Copy exactly the lines of the material below, starting with the first and including the line that holds "cancellation signal and".

Records for the exercise:
---*---
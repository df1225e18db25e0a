use async_trait::async_trait;
use redis::AsyncCommands;
use resque_graceful_shutdown::GracefulShutdownConsumer;

use crate::{error::Error, pool::RedisPool};

/// The primitive command surface the core depends on. Kept abstract so the consumer engine
/// never touches `redis`/`deadpool_redis` types directly, and so a fake store can stand in for
/// tests that don't want a live server.
///
/// Every method races the underlying command against `shutdown`'s cancellation signal and
/// returns [`Error::Cancelled`] if that signal fires first. `incr`/`decr` are not retried by any
/// caller in this crate; they are not naturally idempotent.
#[async_trait]
pub trait Store: Send + Sync {
    async fn lpush(
        &self,
        shutdown: &GracefulShutdownConsumer,
        key: &str,
        value: &[u8],
    ) -> Result<(), Error>;

    async fn rpush(
        &self,
        shutdown: &GracefulShutdownConsumer,
        key: &str,
        value: &[u8],
    ) -> Result<(), Error>;

    async fn lpop(
        &self,
        shutdown: &GracefulShutdownConsumer,
        key: &str,
    ) -> Result<Option<Vec<u8>>, Error>;

    async fn rpop(
        &self,
        shutdown: &GracefulShutdownConsumer,
        key: &str,
    ) -> Result<Option<Vec<u8>>, Error>;

    async fn get(
        &self,
        shutdown: &GracefulShutdownConsumer,
        key: &str,
    ) -> Result<Option<String>, Error>;

    async fn set(
        &self,
        shutdown: &GracefulShutdownConsumer,
        key: &str,
        value: &str,
    ) -> Result<(), Error>;

    async fn del(&self, shutdown: &GracefulShutdownConsumer, keys: &[&str]) -> Result<(), Error>;

    async fn incr(&self, shutdown: &GracefulShutdownConsumer, key: &str) -> Result<i64, Error>;

    async fn decr(&self, shutdown: &GracefulShutdownConsumer, key: &str) -> Result<i64, Error>;

    async fn sadd(
        &self,
        shutdown: &GracefulShutdownConsumer,
        key: &str,
        member: &str,
    ) -> Result<(), Error>;

    async fn srem(
        &self,
        shutdown: &GracefulShutdownConsumer,
        key: &str,
        member: &str,
    ) -> Result<(), Error>;
}

/// Runs `fut` to completion unless `shutdown` observes cancellation first.
async fn cancellable<T, Fut>(
    shutdown: &GracefulShutdownConsumer,
    fut: Fut,
) -> Result<T, Error>
where
    Fut: std::future::Future<Output = Result<T, redis::RedisError>>,
{
    let mut shutdown = shutdown.clone();
    tokio::select! {
        biased;

        res = fut => res.map_err(Error::from),
        _ = shutdown.wait_for_shutdown() => Err(Error::Cancelled),
    }
}

#[async_trait]
impl Store for RedisPool {
    async fn lpush(
        &self,
        shutdown: &GracefulShutdownConsumer,
        key: &str,
        value: &[u8],
    ) -> Result<(), Error> {
        let mut conn = self.get().await?;
        cancellable(shutdown, conn.lpush(key, value)).await
    }

    async fn rpush(
        &self,
        shutdown: &GracefulShutdownConsumer,
        key: &str,
        value: &[u8],
    ) -> Result<(), Error> {
        let mut conn = self.get().await?;
        cancellable(shutdown, conn.rpush(key, value)).await
    }

    async fn lpop(
        &self,
        shutdown: &GracefulShutdownConsumer,
        key: &str,
    ) -> Result<Option<Vec<u8>>, Error> {
        let mut conn = self.get().await?;
        cancellable(shutdown, conn.lpop(key)).await
    }

    async fn rpop(
        &self,
        shutdown: &GracefulShutdownConsumer,
        key: &str,
    ) -> Result<Option<Vec<u8>>, Error> {
        let mut conn = self.get().await?;
        cancellable(shutdown, conn.rpop(key)).await
    }

    async fn get(
        &self,
        shutdown: &GracefulShutdownConsumer,
        key: &str,
    ) -> Result<Option<String>, Error> {
        let mut conn = self.get().await?;
        cancellable(shutdown, conn.get(key)).await
    }

    async fn set(
        &self,
        shutdown: &GracefulShutdownConsumer,
        key: &str,
        value: &str,
    ) -> Result<(), Error> {
        let mut conn = self.get().await?;
        cancellable(shutdown, conn.set(key, value)).await
    }

    async fn del(&self, shutdown: &GracefulShutdownConsumer, keys: &[&str]) -> Result<(), Error> {
        let mut conn = self.get().await?;
        cancellable(shutdown, conn.del(keys)).await
    }

    async fn incr(&self, shutdown: &GracefulShutdownConsumer, key: &str) -> Result<i64, Error> {
        let mut conn = self.get().await?;
        cancellable(shutdown, conn.incr(key, 1)).await
    }

    async fn decr(&self, shutdown: &GracefulShutdownConsumer, key: &str) -> Result<i64, Error> {
        let mut conn = self.get().await?;
        cancellable(shutdown, conn.decr(key, 1)).await
    }

    async fn sadd(
        &self,
        shutdown: &GracefulShutdownConsumer,
        key: &str,
        member: &str,
    ) -> Result<(), Error> {
        let mut conn = self.get().await?;
        cancellable(shutdown, conn.sadd(key, member)).await
    }

    async fn srem(
        &self,
        shutdown: &GracefulShutdownConsumer,
        key: &str,
        member: &str,
    ) -> Result<(), Error> {
        let mut conn = self.get().await?;
        cancellable(shutdown, conn.srem(key, member)).await
    }
}
#![cfg(feature = "test_redis")]

use std::{future::Future, panic::AssertUnwindSafe, sync::Arc, time::Duration};

use async_trait::async_trait;
use futures::FutureExt;
use resque::{
    Envelope, GracefulShutdown, Handler, JobResult, Poller, Queue, RedisPool, Store, WorkerIdentity,
};
use tokio::sync::mpsc;

fn test_pool() -> RedisPool {
    dotenv::dotenv().ok();
    let url = std::env::var("REDIS_URL").unwrap_or_else(|_| "redis://127.0.0.1/".to_string());
    RedisPool::new(Some(url)).expect("creating test redis pool")
}

/// Runs `test` against a freshly namespaced queue, then scans and deletes every key under that
/// namespace regardless of outcome, mirroring the cleanup-on-panic pattern the teacher's own
/// `run_queue_test` harness uses for its Postgres-backed queue tests.
async fn run_namespaced_test<T, Fut>(test: T)
where
    T: FnOnce(RedisPool, String) -> Fut,
    Fut: Future<Output = ()>,
{
    let pool = test_pool();
    let namespace = format!("resque-test-{}", uuid::Uuid::new_v4());

    let result = AssertUnwindSafe(test(pool.clone(), namespace.clone()))
        .catch_unwind()
        .await;

    let mut conn = pool.get().await.expect("cleanup: acquiring connection");
    let key_pattern = format!("{}:*", namespace);
    let mut cmd = redis::cmd("SCAN");
    let mut iter: redis::AsyncIter<String> = cmd
        .cursor_arg(0)
        .arg("MATCH")
        .arg(&key_pattern)
        .arg("COUNT")
        .arg(100)
        .clone()
        .iter_async(&mut *conn)
        .await
        .expect("cleanup: scanning keyspace");

    let mut del_cmd = redis::cmd("DEL");
    let mut any = false;
    while let Some(key) = iter.next_item().await {
        del_cmd.arg(&key);
        any = true;
    }
    if any {
        del_cmd
            .query_async::<_, ()>(&mut conn)
            .await
            .expect("cleanup: deleting keys");
    }

    result.expect("test panicked");
}

struct SumHandler;

#[async_trait]
impl Handler for SumHandler {
    async fn perform(
        &self,
        _ctx: &resque::GracefulShutdownConsumer,
        _queue: &str,
        _class: &str,
        args: &[serde_json::Value],
    ) -> anyhow::Result<JobResult> {
        let total: i64 = args[0]["task_data"]
            .as_array()
            .ok_or_else(|| anyhow::anyhow!("missing task_data"))?
            .iter()
            .map(|v| v.as_i64().unwrap_or(0))
            .sum();
        Ok(JobResult::some(total))
    }
}

#[tokio::test]
async fn happy_path_processes_enqueued_job() {
    run_namespaced_test(|pool, namespace| async move {
        let store: Arc<dyn Store> = Arc::new(pool);
        let queue = Queue::new(store.clone(), namespace.clone());
        queue
            .enqueue(
                &GracefulShutdown::new().consumer(),
                "q1",
                "sum",
                vec![serde_json::json!({"task_data": [1, 2, 3]})],
            )
            .await
            .expect("enqueueing job");

        let mut handlers = resque::HandlerMap::new();
        handlers.insert("sum".to_string(), Arc::new(SumHandler) as Arc<dyn Handler>);

        let poller = Poller::new(store.clone(), Duration::from_millis(20), 1, namespace.clone());
        let mut shutdown = GracefulShutdown::new();
        let (errors_tx, mut errors_rx) = mpsc::channel(8);

        let consumer = shutdown.consumer();
        let run = tokio::spawn(async move {
            poller
                .start(consumer, vec!["q1".to_string()], handlers, errors_tx)
                .await
        });

        tokio::time::sleep(Duration::from_millis(100)).await;
        shutdown.shutdown();
        run.await.expect("poller task panicked").expect("poller returned an error");

        assert!(errors_rx.try_recv().is_err(), "no errors expected on the happy path");

        let consumer = GracefulShutdown::new().consumer();
        let remaining = store
            .lpop(&consumer, &format!("{}:queue:q1", namespace))
            .await
            .unwrap();
        assert!(remaining.is_none(), "queue should be drained");

        let processed = store
            .get(&consumer, &format!("{}:stat:processed", namespace))
            .await
            .unwrap();
        assert_eq!(processed, Some("1".to_string()));
    })
    .await;
}

#[test]
fn envelope_round_trips_through_the_wire_format() {
    let envelope = Envelope::new("SendWelcome", vec![serde_json::json!({"user_id": 1})]);
    let bytes = envelope.to_vec().unwrap();
    let decoded = Envelope::from_slice(&bytes).unwrap();
    assert_eq!(decoded.class, "SendWelcome");
    assert_eq!(decoded.args, vec![serde_json::json!({"user_id": 1})]);
}

#[test]
fn worker_identity_is_stable_for_a_slot() {
    let a = WorkerIdentity::new(2, vec!["high".to_string(), "low".to_string()]);
    let b = WorkerIdentity::new(2, vec!["high".to_string(), "low".to_string()]);
    assert_eq!(a.to_string(), b.to_string());
    assert_eq!(a.slot(), 2);
}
---*---
Solution to this exercise:
repository df1225e18db25e0a
use async_trait::async_trait;
use redis::AsyncCommands;
use resque_graceful_shutdown::GracefulShutdownConsumer;

use crate::{error::Error, pool::RedisPool};

/// The primitive command surface the core depends on. Kept abstract so the consumer engine
/// never touches `redis`/`deadpool_redis` types directly, and so a fake store can stand in for
/// tests that don't want a live server.
///
/// Every method races the underlying command against `shutdown`'s cancellation signal and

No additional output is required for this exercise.